Folks outside of the field may not know what a period of re-examination we are in, in the psychological sciences, of older claims that have been perpetuated for a long time to describe human beings in crowds and groups as selfish, power-mad, automatons, destructive.

These narratives are everywhere, yet as group & identity & crisis researchers have been arguing for a long time, the reactions of people in large crowds in sudden unanticipated emergency are most often marked by calm helping

People can be stressed, anguished, in fear for their lives and directly witnessing violence, and they will still rapidly and immediately form groups with the people they are with and try to get everyone out. Counter to the idea that our "civilization" falls away, revealing our "secret real nature." We are social, we don't just "put on" social.

Obviously our capacity to form groups is exploitable, but that does not mean it isn't extraordinary and a source of tremendous compassion and action.

The re-examination of contextual validity, across the psychological sciences, is also a quietly seismic revolution in my opinion.

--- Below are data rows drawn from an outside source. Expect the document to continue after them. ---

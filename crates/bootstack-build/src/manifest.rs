//! Requirements-style dependency manifests.
//!
//! One requirement per line: a package name, optional `[extras]`, then an
//! optional constraint (`==2.31.0`, `>=1,<2`, `; python_version < "3.12"`).
//! `#` starts a comment. Option lines (`-r other.txt`, `--index-url ...`),
//! direct URLs and local paths or archives (`./pkg`, `/wheels/a.whl`) are
//! kept verbatim as opaque options; the installer interprets them.

use std::path::Path;

use nom::{
    IResult, Parser,
    bytes::complete::{take_till, take_while1},
    character::complete::{char, space0},
    combinator::{opt, rest, verify},
    sequence::delimited,
};

use crate::error::{BuildError, Result};

/// One declared package.
#[derive(Debug, Clone, PartialEq, Eq)]
pub struct Requirement {
    /// Package name as written, extras included (`uvicorn[standard]`).
    pub name: String,
    /// Version constraint and markers, empty when unconstrained.
    pub constraint: String,
}

/// Parsed dependency manifest.
#[derive(Debug, Clone, Default, PartialEq, Eq)]
pub struct DependencyManifest {
    /// Package requirements in file order.
    pub requirements: Vec<Requirement>,
    /// Option and URL lines, passed through untouched.
    pub options: Vec<String>,
}

impl DependencyManifest {
    /// Reads and parses a manifest file.
    ///
    /// # Errors
    ///
    /// Returns [`BuildError::ManifestMissing`] if the file does not exist
    /// or cannot be read, and [`BuildError::Manifest`] for a malformed line.
    pub fn load(path: &Path) -> Result<Self> {
        let content = std::fs::read_to_string(path).map_err(|e| {
            tracing::debug!(path = %path.display(), error = %e, "manifest unreadable");
            BuildError::ManifestMissing {
                path: path.to_path_buf(),
            }
        })?;
        Self::parse(&content)
    }

    /// Parses manifest text.
    ///
    /// # Errors
    ///
    /// Returns [`BuildError::Manifest`] for a line that names no package.
    pub fn parse(content: &str) -> Result<Self> {
        let mut manifest = Self::default();
        for (idx, raw) in content.lines().enumerate() {
            let line = strip_comment(raw).trim();
            if line.is_empty() {
                continue;
            }
            if line.starts_with('-') || line.contains("://") || is_local_path(line) {
                manifest.options.push(line.to_string());
                continue;
            }
            let (_, requirement) = requirement(line).map_err(|_| BuildError::Manifest {
                line: idx + 1,
                message: format!("cannot read requirement {line:?}"),
            })?;
            manifest.requirements.push(requirement);
        }
        Ok(manifest)
    }

    /// Whether the manifest declares nothing at all.
    #[must_use]
    pub fn is_empty(&self) -> bool {
        self.requirements.is_empty() && self.options.is_empty()
    }
}

/// A `#` starts a comment at line start or after whitespace.
fn strip_comment(line: &str) -> &str {
    if line.trim_start().starts_with('#') {
        return "";
    }
    line.find(" #")
        .or_else(|| line.find("\t#"))
        .map_or(line, |idx| &line[..idx])
}

const ARCHIVE_SUFFIXES: &[&str] = &[".whl", ".tar.gz", ".tgz", ".zip"];

fn is_local_path(line: &str) -> bool {
    let spec = line.split(';').next().unwrap_or(line).trim();
    spec.starts_with(['/', '.', '~'])
        || spec.contains(std::path::MAIN_SEPARATOR)
        || ARCHIVE_SUFFIXES.iter().any(|suffix| spec.ends_with(suffix))
}

const fn is_name_char(c: char) -> bool {
    c.is_ascii_alphanumeric() || matches!(c, '.' | '_' | '-')
}

fn requirement(input: &str) -> IResult<&str, Requirement> {
    let (input, name) = verify(take_while1(is_name_char), |name: &str| {
        name.starts_with(|c: char| c.is_ascii_alphanumeric())
    })
    .parse(input)?;
    let (input, extras) = opt(delimited(char('['), take_till(|c: char| c == ']'), char(']'))).parse(input)?;
    let (input, _) = space0.parse(input)?;
    let (input, constraint) = rest.parse(input)?;
    let name = match extras {
        Some(extras) => format!("{name}[{extras}]"),
        None => name.to_string(),
    };
    Ok((
        input,
        Requirement {
            name,
            constraint: constraint.trim().to_string(),
        },
    ))
}

#[cfg(test)]
mod tests {
    use super::*;

    #[test]
    fn parses_names_constraints_and_extras() {
        let manifest = DependencyManifest::parse(
            "requests==2.31.0\nuvicorn[standard] >=0.23\nbeautifulsoup4\nlxml; python_version < \"3.13\"\n",
        )
        .expect("parse");
        let pairs: Vec<_> = manifest
            .requirements
            .iter()
            .map(|r| (r.name.as_str(), r.constraint.as_str()))
            .collect();
        assert_eq!(
            pairs,
            vec![
                ("requests", "==2.31.0"),
                ("uvicorn[standard]", ">=0.23"),
                ("beautifulsoup4", ""),
                ("lxml", "; python_version < \"3.13\""),
            ]
        );
    }

    #[test]
    fn comments_blank_lines_and_options() {
        let manifest = DependencyManifest::parse(
            "# pinned\n\n-r base.txt\n--index-url https://pypi.example/simple\nflask  # web\ngit+https://example.com/pkg.git\n",
        )
        .expect("parse");
        assert_eq!(manifest.requirements.len(), 1);
        assert_eq!(manifest.requirements[0].name, "flask");
        assert_eq!(manifest.requirements[0].constraint, "");
        assert_eq!(manifest.options.len(), 3);
    }

    #[test]
    fn local_paths_and_archives_are_options() {
        let manifest = DependencyManifest::parse(
            "/opt/wheels/pkg-1.0-py3-none-any.whl\n./local\n../shared/lib\nvendor/tool-2.0.tar.gz\nrequests\n",
        )
        .expect("parse");
        assert_eq!(manifest.options.len(), 4);
        assert_eq!(manifest.options[0], "/opt/wheels/pkg-1.0-py3-none-any.whl");
        assert_eq!(manifest.requirements.len(), 1);
        assert_eq!(manifest.requirements[0].name, "requests");
    }

    #[test]
    fn empty_manifest_is_valid() {
        let manifest = DependencyManifest::parse("").expect("parse");
        assert!(manifest.is_empty());
    }

    #[test]
    fn line_without_a_name_is_rejected() {
        let err = DependencyManifest::parse("ok\n>=1.0\n").expect_err("no name");
        assert!(matches!(err, BuildError::Manifest { line: 2, .. }));
        assert!(DependencyManifest::parse("_private\n").is_err());
    }

    #[test]
    fn missing_file_is_manifest_missing() {
        let dir = tempfile::tempdir().expect("tempdir");
        let err = DependencyManifest::load(&dir.path().join("requirements.txt")).expect_err("missing");
        assert!(matches!(err, BuildError::ManifestMissing { .. }));
    }
}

One big example, cultural context seems to change the efficacy of clinical interventions, and the severity of the negative outcomes of certain symptoms in mental health, in ways that conventional models have failed to imagine. Rather than imagining an isolated individual who has culture "put on" to them, perhaps culture+self deeply entangle to create our thinking

Anyway, I should go write my psychology book instead of writing psychology threads :). But it is a marvel to me to keep reading the literature, to keep witnessing bold, brave and far more inclusively-minded cohorts of young scientists pushing our models and in some cases taking a beautiful sledgehammer to them. Those first-first author grad student papers are where it's at sometimes, and all disciplines are *living* bodies of knowledge. Like healthy water and air, best to not let it stagnate.

@grimalkina I find this so hard to communicate in an age of skepticism. So many people have a fixed idea of science as uncovering true facts which are then known to be true for all time, which is very fragile and inevitably leads to "well if that was wrong how can we trust any of it?"

Yet a naïve understanding of science as a living body of knowledge paves the way for subjectivism and "alternative facts".

It feels like patiently explaining the "living body" thing more deeply is the only way

@petrichor it's VERY VERY hard I don't really know the answer 😭 I think we need to get people engaged in feeling ownership and belonging to the collective knowledge vs science and scientists as some object we can just demand answers from, similar to trying to get people to see their choices about climate change matter
@grimalkina @petrichor If there’s a way out of this age of distrust of “experts” and any sense of value in knowledge, it’s to harness the skepticism people have to engage in the scientific process rather move to nihilism.